Há duas semanas, a cidade ganhou um novo Mercado Municipal, capaz de se transformar num pólo de gastronomia. Na terça-feira, ganhou também mais um espaço cultural, voltado à dança e às artes plásticas contemporâneas, num prédio abandonado em que funcionou, no passado, um cinema (Olido). A cem metros dali, o Sesc comprou um enorme prédio (antiga Mesbla) para fazer uma unidade com esporte, cultura e lazer.
Graças a esses esforços, somados à infra-estrutura disponível, a melhoria se traduz em números: começam a escassear os imóveis disponíveis, pois a região vem atraindo moradores, empresas e faculdades.
Naquele cenário marcado no final de mês passado por uma das cenas mais bárbaras da história social paulistana -a matança dos moradores de rua-, ocorre, ao mesmo tempo, o melhor exemplo disponível de articulação comunitária da cidade.

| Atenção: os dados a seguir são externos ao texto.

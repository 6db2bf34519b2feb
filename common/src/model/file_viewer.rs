use serde::Deserialize;

/// A file referenced from document metadata, as served by `GET /api/v1/file-viewer/content`.
#[derive(Debug, Clone, Default, PartialEq, Eq, Deserialize)]
#[serde(rename_all = "camelCase")]
pub struct FileContent {
    #[serde(default)]
    pub file_name: Option<String>,
    #[serde(default)]
    pub file_path: Option<String>,
    #[serde(default)]
    pub file_size: Option<u64>,
    #[serde(default)]
    pub mime_type: Option<String>,
    #[serde(default, deserialize_with = "super::null_as_default")]
    pub content: String,
}

impl FileContent {
    /// Name shown in the viewer title: the file name, else the last path segment.
    pub fn display_name(&self) -> String {
        if let Some(name) = self.file_name.as_deref().filter(|n| !n.is_empty()) {
            return name.to_string();
        }
        self.file_path
            .as_deref()
            .and_then(|p| p.rsplit(['/', '\\']).next())
            .filter(|n| !n.is_empty())
            .unwrap_or("file")
            .to_string()
    }
}

#[cfg(test)]
mod tests {
    use super::*;
    use serde_json::json;

    #[test]
    fn decodes_viewer_payload() {
        let file: FileContent = serde_json::from_value(json!({
            "fileName": "notes.txt",
            "filePath": "/data/notes.txt",
            "fileSize": 12,
            "mimeType": "text/plain",
            "content": "hello world\n"
        }))
        .unwrap();
        assert_eq!(file.display_name(), "notes.txt");
        assert_eq!(file.file_size, Some(12));
    }

    #[test]
    fn display_name_falls_back_to_path() {
        let file: FileContent =
            serde_json::from_value(json!({"filePath": "C:\\data\\report.csv", "content": null}))
                .unwrap();
        assert_eq!(file.display_name(), "report.csv");
        assert!(file.content.is_empty());
        assert_eq!(FileContent::default().display_name(), "file");
    }
}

Há 13 anos, um grupo de indivíduos, todos fora do governo, iniciou um movimento contra a veloz deterioração da região -um caminho que parecia sem volta. Chamaram arquitetos e especialistas para estudar as soluções encontradas em Nova York, Berlim, Roma, Buenos Aires e Barcelona. Sensibilizaram autoridades para a importância de as cidades terem os seus centros históricos respeitados. Conseguiram mudar leis e criar programas de incentivo fiscal.
Na pior das áreas, a chamada "cracolândia", dominada pelo crack, uma estação de trem virou uma das mais qualificadas salas de concerto do mundo. O local em que funcionava o Deops, um dos símbolos da barbárie, virou um museu. Ali, na terça passada, por exemplo, foi inaugurada uma exposição com alguns dos quadros que refletem o que há de melhor na arte moderna brasileira.

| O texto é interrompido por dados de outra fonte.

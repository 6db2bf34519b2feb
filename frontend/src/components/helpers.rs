//! Rendering helpers shared by the console views.
//!
//! - **Markdown**: summaries come back as markdown and are rendered with `pulldown_cmark`.
//!   Raw HTML embedded in the markdown is downgraded to text so a model answer can never
//!   inject markup into the page.
//! - **Counts**: thousands separators through `num_format`.
//! - **Byte sizes**: the file viewer shows sizes in B / KB / MB.

use num_format::{Locale, ToFormattedString};
use pulldown_cmark::{html, Event, Options, Parser};

/// Converts markdown into an HTML string, escaping any raw HTML in the source.
pub fn render_markdown(markdown: &str) -> String {
    let mut options = Options::empty();
    options.insert(Options::ENABLE_TABLES);
    options.insert(Options::ENABLE_STRIKETHROUGH);

    let parser = Parser::new_ext(markdown, options).map(|event| match event {
        Event::Html(raw) | Event::InlineHtml(raw) => Event::Text(raw),
        other => other,
    });

    let mut html_output = String::new();
    html::push_html(&mut html_output, parser);
    html_output
}

/// `1234567` -> `"1,234,567"`.
pub fn format_count(count: u64) -> String {
    count.to_formatted_string(&Locale::en)
}

pub fn format_bytes(size: u64) -> String {
    const KB: f64 = 1024.0;
    let bytes = size as f64;
    if bytes < KB {
        format!("{size} B")
    } else if bytes < KB * KB {
        format!("{:.1} KB", bytes / KB)
    } else {
        format!("{:.1} MB", bytes / (KB * KB))
    }
}

#[cfg(test)]
mod tests {
    use super::*;

    #[test]
    fn markdown_renders_headings_and_lists() {
        let html = render_markdown("## Findings\n\n- one\n- two\n");
        assert!(html.contains("<h2>Findings</h2>"));
        assert!(html.contains("<li>one</li>"));
    }

    #[test]
    fn raw_html_is_escaped() {
        let html = render_markdown("hello <script>alert(1)</script>");
        assert!(!html.contains("<script>"));
        assert!(html.contains("&lt;script&gt;"));
    }

    #[test]
    fn counts_get_separators() {
        assert_eq!(format_count(999), "999");
        assert_eq!(format_count(1_234_567), "1,234,567");
    }

    #[test]
    fn byte_sizes() {
        assert_eq!(format_bytes(512), "512 B");
        assert_eq!(format_bytes(2048), "2.0 KB");
        assert_eq!(format_bytes(3 * 1024 * 1024), "3.0 MB");
    }
}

Na frente do antigo Deops, um prédio passou a abrigar uma escola de música. A poucos metros dali, surgiu, há alguns anos, a nova Pinacoteca, na frente da qual a estação da Luz se prepara para ser um memorial dedicado à língua portuguesa e o local de entroncamento de vários tipos de transporte. Não é pouco que um lugar povoado pelo crack comece a se notabilizar pela beleza das artes.
Essas são apenas intervenções, algumas das quais em parceria com a iniciativa privada, conduzidas pelo governo estadual, cujas repartições estão se mudando para o centro. Montou-se até mesmo um gabinete do governador.
A Petrobras, o Banco do Brasil e a Caixa Econômica Federal ergueram centros culturais ou apoiaram projetos de reforma de imóveis; está em reforma, também com finalidade cultural, a sede dos Correios.
A prefeitura se mudou para o viaduto do Chá e a sua antiga sede vai virar um museu. Quase todas as secretarias municipais se mudaram para o centro. Um empréstimo internacional (BID) assegura que, nos próximos anos, haverá mais melhorias, como a reforma de parques, viadutos e praças, além de mais programas sociais.
Se alguém tiver de estudar como uma política pública pode gerar resultados, basta analisar a engenharia administrativa do centro. Como tudo o que é consistente, demora, passa de um governo para outro e, mais, exige as seguintes peças: comunidade articulada, com apoio acadêmico e atuação em rede da prefeitura, condutora principal, com as mais diversas peças do governo estadual e da União.
O PT de Marta pode se vangloriar dos resultados e não estará iludindo ninguém. Mas o PSDB de Serra também pode se orgulhar. Ambos, porém, devem reconhecer que, sem a mobilização comunitária, o governo não teria de que se vangloriar. Essa falta de autoria personalizada explica por que a recuperação do centro não é um dos principais tópicos da propaganda eleitoral. É o que de melhor se fez e o de que menos, por enquanto, se fala.
Na região em que São Paulo nasceu como uma escola, está sendo produzida a melhor lição de inteligência comunitária -a começar, aliás, do revigorado Pátio do Colégio.
PS - Um dos melhores presentes já dados à cidade de São Paulo foi a coleção de arte moderna da família Nemirovsky. Cedida à Estação Pinacoteca, que fica no prédio do antigo Deops, dela faz parte, por exemplo, o quadro "Antropofagia", de Tarsila do Amaral, que agora integra a mostra "Mestres do Modernismo". É, no mínimo, ótimo pretexto para fazer a visita ao centro e aproveitar para checar a consistência desta coluna.